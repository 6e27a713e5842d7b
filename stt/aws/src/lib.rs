pub mod config;
pub mod transcription;

pub use config::{AwsConfig, ConfigError};
pub use transcription::api::{AwsTranscribe, OutputLocation, TranscriptionResponse};
pub use transcription::request::{AudioFormat, TranscriptionRequest};
pub use transcription::PollConfig;
//! WebSocket endpoint for broker clients.
//!
//! Every accepted connection becomes a [`ClientConnection`] with its own
//! session. The server itself keeps no per-client state.

use crate::broker::Broker;
use crate::connection::{ClientConnection, MAX_FRAME_SIZE};
use anyhow::Result;
use std::net::SocketAddr;
use tokio::net::{TcpListener, TcpStream};
use tokio_tungstenite::accept_async_with_config;
use tokio_tungstenite::tungstenite::protocol::WebSocketConfig;
use tracing::{debug, error, info};

/// WebSocket server handing connections to the broker.
#[derive(Clone)]
pub struct ClientServer {
    broker: Broker,
}

impl ClientServer {
    pub fn new(broker: Broker) -> Self {
        Self { broker }
    }

    /// Bind to an address and return the TCP listener.
    pub async fn bind(listen_addr: &str) -> Result<TcpListener> {
        let listener = TcpListener::bind(listen_addr).await?;
        info!("Client endpoint listening on {}", listener.local_addr()?);
        Ok(listener)
    }

    /// Accept connections forever, serving each on its own task.
    pub async fn serve(self, listener: TcpListener) {
        loop {
            match listener.accept().await {
                Ok((stream, addr)) => {
                    let server = self.clone();
                    tokio::spawn(async move {
                        server.accept_connection(stream, addr).await;
                    });
                }
                Err(e) => error!("Failed to accept client: {}", e),
            }
        }
    }

    /// Upgrade a TCP connection and serve it until it closes.
    ///
    /// Messages over [`MAX_FRAME_SIZE`] are refused while being read and end
    /// the connection.
    pub async fn accept_connection(&self, stream: TcpStream, addr: SocketAddr) {
        let ws_stream = match accept_async_with_config(stream, Some(ws_config())).await {
            Ok(ws) => ws,
            Err(e) => {
                // Health checks (like `nc -z`) connect and immediately close without
                // completing the WebSocket handshake. Log these as debug, not error.
                let err_str = e.to_string();
                if err_str.contains("Handshake not finished")
                    || err_str.contains("Connection reset")
                    || err_str.contains("unexpected EOF")
                {
                    debug!("Connection closed before handshake from {}", addr);
                } else {
                    error!("WebSocket upgrade failed for {}: {}", addr, e);
                }
                return;
            }
        };

        info!("Client connected from {}", addr);
        let (conn, read) = ClientConnection::new(addr, self.broker.clone(), ws_stream);
        conn.run(read).await;
    }
}

fn ws_config() -> WebSocketConfig {
    let mut config = WebSocketConfig::default();
    config.max_message_size = Some(MAX_FRAME_SIZE);
    config.max_frame_size = Some(MAX_FRAME_SIZE);
    config
}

→ TASK BRIEF:
Take every line from the records that holds "Result" and copy it down.

→ EXPECTED ANSWER:
use anyhow::Result;
    pub async fn bind(listen_addr: &str) -> Result<TcpListener> {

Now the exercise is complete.